Start of Data to use
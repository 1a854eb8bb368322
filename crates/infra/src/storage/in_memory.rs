use std::sync::Mutex;
use std::sync::atomic::{AtomicBool, AtomicUsize, Ordering};

use ledgercast_accounts::Account;

use super::{SnapshotStorage, StorageError, validate};

#[derive(Debug, Clone)]
enum Contents {
    Empty,
    Snapshot(Vec<Account>),
    Corrupt,
}

/// In-memory snapshot storage for tests/dev.
///
/// Can be pre-loaded with a snapshot, marked corrupt, or told to fail saves,
/// which lets callers exercise every startup and persistence path without IO.
#[derive(Debug)]
pub struct InMemoryStorage {
    contents: Mutex<Contents>,
    fail_saves: AtomicBool,
    saves: AtomicUsize,
}

impl Default for InMemoryStorage {
    fn default() -> Self {
        Self {
            contents: Mutex::new(Contents::Empty),
            fail_saves: AtomicBool::new(false),
            saves: AtomicUsize::new(0),
        }
    }
}

impl InMemoryStorage {
    pub fn new() -> Self {
        Self::default()
    }

    pub fn with_accounts(accounts: Vec<Account>) -> Self {
        let storage = Self::default();
        if let Ok(mut c) = storage.contents.lock() {
            *c = Contents::Snapshot(accounts);
        }
        storage
    }

    /// Storage whose content cannot be decoded.
    pub fn corrupt() -> Self {
        let storage = Self::default();
        if let Ok(mut c) = storage.contents.lock() {
            *c = Contents::Corrupt;
        }
        storage
    }

    /// Make subsequent `save` calls fail (simulated disk failure).
    pub fn set_fail_saves(&self, fail: bool) {
        self.fail_saves.store(fail, Ordering::SeqCst);
    }

    /// Number of successful saves so far.
    pub fn save_count(&self) -> usize {
        self.saves.load(Ordering::SeqCst)
    }

    /// Last successfully saved snapshot, if any.
    pub fn snapshot(&self) -> Option<Vec<Account>> {
        match self.contents.lock().ok()?.clone() {
            Contents::Snapshot(accounts) => Some(accounts),
            _ => None,
        }
    }
}

impl SnapshotStorage for InMemoryStorage {
    fn load(&self) -> Result<Option<Vec<Account>>, StorageError> {
        let contents = self
            .contents
            .lock()
            .map_err(|_| StorageError::Corrupt("lock poisoned".to_string()))?
            .clone();

        match contents {
            Contents::Empty => Ok(None),
            Contents::Snapshot(accounts) => validate(accounts).map(Some),
            Contents::Corrupt => Err(StorageError::Corrupt("unreadable snapshot".to_string())),
        }
    }

    fn save(&self, accounts: &[Account]) -> Result<(), StorageError> {
        if self.fail_saves.load(Ordering::SeqCst) {
            return Err(StorageError::Io(std::io::Error::other("simulated write failure")));
        }

        let mut contents = self
            .contents
            .lock()
            .map_err(|_| StorageError::Corrupt("lock poisoned".to_string()))?;
        *contents = Contents::Snapshot(accounts.to_vec());
        self.saves.fetch_add(1, Ordering::SeqCst);
        Ok(())
    }

    fn describe(&self) -> String {
        "in-memory".to_string()
    }
}
//! Durable snapshot storage for the ledger.
//!
//! The ledger persists a **full snapshot** of every account after each
//! successful mutation (not an append log). Backends only need to load and
//! overwrite that snapshot.

pub mod in_memory;
pub mod json_file;

pub use in_memory::InMemoryStorage;
pub use json_file::JsonFileStorage;

use std::sync::Arc;

use thiserror::Error;

use ledgercast_accounts::Account;

#[derive(Debug, Error)]
pub enum StorageError {
    #[error("storage io error: {0}")]
    Io(#[from] std::io::Error),

    #[error("failed to encode snapshot: {0}")]
    Encode(String),

    #[error("snapshot is corrupt: {0}")]
    Corrupt(String),
}

/// Load/overwrite the account snapshot.
pub trait SnapshotStorage: Send + Sync {
    /// `Ok(None)` when nothing has been stored yet.
    fn load(&self) -> Result<Option<Vec<Account>>, StorageError>;

    /// Replace the stored snapshot with `accounts`.
    fn save(&self, accounts: &[Account]) -> Result<(), StorageError>;

    /// Human-readable location for logs.
    fn describe(&self) -> String;
}

impl<S> SnapshotStorage for Arc<S>
where
    S: SnapshotStorage + ?Sized,
{
    fn load(&self) -> Result<Option<Vec<Account>>, StorageError> {
        (**self).load()
    }

    fn save(&self, accounts: &[Account]) -> Result<(), StorageError> {
        (**self).save(accounts)
    }

    fn describe(&self) -> String {
        (**self).describe()
    }
}

/// Reject records that would break ledger invariants.
pub(crate) fn validate(records: Vec<Account>) -> Result<Vec<Account>, StorageError> {
    if let Some(bad) = records.iter().find(|a| !a.is_well_formed()) {
        return Err(StorageError::Corrupt(format!(
            "invalid record for account '{}'",
            bad.account_number()
        )));
    }
    Ok(records)
}
//! The ledger store and the result shapes it hands to the transport edge.

pub mod outcome;
pub mod store;

pub use outcome::{DEPOSIT_OK, OperationResult, TRANSFER_OK, TransferReceipt, TransferResult, WITHDRAW_OK};
pub use store::{CANNOT_RECEIVE, LedgerStore};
End of Data to use
- _Prompt_
Across the material, report every line that has the word "Empty".

- _Task solution_
    Empty,
            contents: Mutex::new(Contents::Empty),
            Contents::Empty => Ok(None),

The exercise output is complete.